Dans trois ans, il sera dans l’obligation de se fournir en produits durables, labellisés et/ou bio : « On attend de voir, explique Pascal Bodin. À l’heure actuelle, nous ne sommes pas en mesure d’aller chercher des producteurs locaux capables de nous fournir. » (...)

Le patron de cette cuisine centrale ne cache pas son scepticisme quant à la pertinence des labellisations AB. En revanche, ce qui l’intéresserait serait de pouvoir se fournir via l’économie locale, en pommes par exemple. « Mais je ne vois pas comment trouver les producteurs capables de suivre notre rythme et notre cahier des charges. » D’autant plus que démarcher des producteurs, leur expliquer les contraintes d’une cuisine centrale pour qu’ils se positionnent sur ses appels d’offres est un travail important, pour lequel aucun budget ni personnel n’est aujourd’hui prévu. (...)

ce n’est pas une mince affaire tant ce marché est exigeant et tant les prix payés par les cantines sont faibles, certes compensés par le volume.

Rennes fait partie de ces villes qui ont décidé de prendre ces questions à bras-le-corps grâce à un plan alimentation durable et la mise en place de filières de qualité. En 2009, le conseil municipal avait voté une délibération pour bannir les OGM des produits fournis dans la restauration collective municipale. En 2015, un premier marché était conclu entre la collectivité et des agriculteurs locaux impliqués dans la préservation de la qualité de l’eau. (...)

Ce dispositif fait partie de l’arsenal d’outils imaginés pour concilier les règles des marchés publics qui exigent une libre concurrence et les objectifs de Rennes de s’approvisionner en produits de qualité et de faire vivre l’économie locale. En effet, la règlementation des marchés publics interdit de rédiger un cahier des charges où le critère de l’implantation locale soit mentionné, parce qu’il s’agirait d’une distorsion de concurrence.

La tactique réside alors dans un partenariat entre la régie publique de la gestion de l’eau locale, Eau du bassin rennais, et des agriculteurs pour garantir la qualité de l’eau. Ensuite est rédigée dans le cahier des charges de la restauration collective rennaise l’exigence d’acheter des « denrées alimentaires préservant la qualité de l’eau ». Cet exemple, présenté au Sénat en février 2016 fait partie des acrobaties nécessaires pour résoudre l’équation. (...)

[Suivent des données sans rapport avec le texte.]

use crate::alerts::import::SnapshotImportError;
use crate::alerts::ledger::StoreError;
use crate::alerts::service::AlertServiceError;
use crate::config::ConfigError;
use crate::telemetry::TelemetryError;
use axum::http::StatusCode;
use axum::response::{IntoResponse, Response};
use axum::Json;
use serde_json::json;
use std::fmt;

#[derive(Debug)]
pub enum AppError {
    Config(ConfigError),
    Telemetry(TelemetryError),
    Io(std::io::Error),
    Server(axum::Error),
    Import(SnapshotImportError),
    Store(StoreError),
    Alerts(AlertServiceError),
}

impl fmt::Display for AppError {
    fn fmt(&self, f: &mut fmt::Formatter<'_>) -> fmt::Result {
        match self {
            AppError::Config(err) => write!(f, "configuration error: {}", err),
            AppError::Telemetry(err) => write!(f, "telemetry error: {}", err),
            AppError::Io(err) => write!(f, "io error: {}", err),
            AppError::Server(err) => write!(f, "server error: {}", err),
            AppError::Import(err) => write!(f, "import error: {}", err),
            AppError::Store(err) => write!(f, "ledger error: {}", err),
            AppError::Alerts(err) => write!(f, "alert pipeline error: {}", err),
        }
    }
}

impl std::error::Error for AppError {
    fn source(&self) -> Option<&(dyn std::error::Error + 'static)> {
        match self {
            AppError::Config(err) => Some(err),
            AppError::Telemetry(err) => Some(err),
            AppError::Io(err) => Some(err),
            AppError::Server(err) => Some(err),
            AppError::Import(err) => Some(err),
            AppError::Store(err) => Some(err),
            AppError::Alerts(err) => Some(err),
        }
    }
}

impl IntoResponse for AppError {
    fn into_response(self) -> Response {
        let status = match self {
            AppError::Import(_) => StatusCode::BAD_REQUEST,
            AppError::Config(_)
            | AppError::Telemetry(_)
            | AppError::Io(_)
            | AppError::Server(_)
            | AppError::Store(_)
            | AppError::Alerts(_) => StatusCode::INTERNAL_SERVER_ERROR,
        };

        let body = Json(json!({ "error": self.to_string() }));
        (status, body).into_response()
    }
}

impl From<ConfigError> for AppError {
    fn from(value: ConfigError) -> Self {
        Self::Config(value)
    }
}

impl From<TelemetryError> for AppError {
    fn from(value: TelemetryError) -> Self {
        Self::Telemetry(value)
    }
}

impl From<std::io::Error> for AppError {
    fn from(value: std::io::Error) -> Self {
        Self::Io(value)
    }
}

impl From<axum::Error> for AppError {
    fn from(value: axum::Error) -> Self {
        Self::Server(value)
    }
}

impl From<SnapshotImportError> for AppError {
    fn from(value: SnapshotImportError) -> Self {
        Self::Import(value)
    }
}

impl From<StoreError> for AppError {
    fn from(value: StoreError) -> Self {
        Self::Store(value)
    }
}

impl From<AlertServiceError> for AppError {
    fn from(value: AlertServiceError) -> Self {
        Self::Alerts(value)
    }
}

« Aujourd’hui, nous sommes à 15 % en bio et à 80 % en durable. Le pain et les produits laitiers sont tous en bio ; en revanche, nous avons du mal à trouver des fournisseurs en volaille et porc sans OGM. » En ce qui concerne les produits secs, comme le riz, c’est le réseau Biocoop qui fournit les denrées.

Dans la complexe logistique d’une cuisine centrale comme celle de Rennes, qui fournit près de 12.000 repas par jour, il est plus simple d’introduire un produit bio à la fois toute l’année, que de préparer un repas 100 % bio une fois par mois. (...)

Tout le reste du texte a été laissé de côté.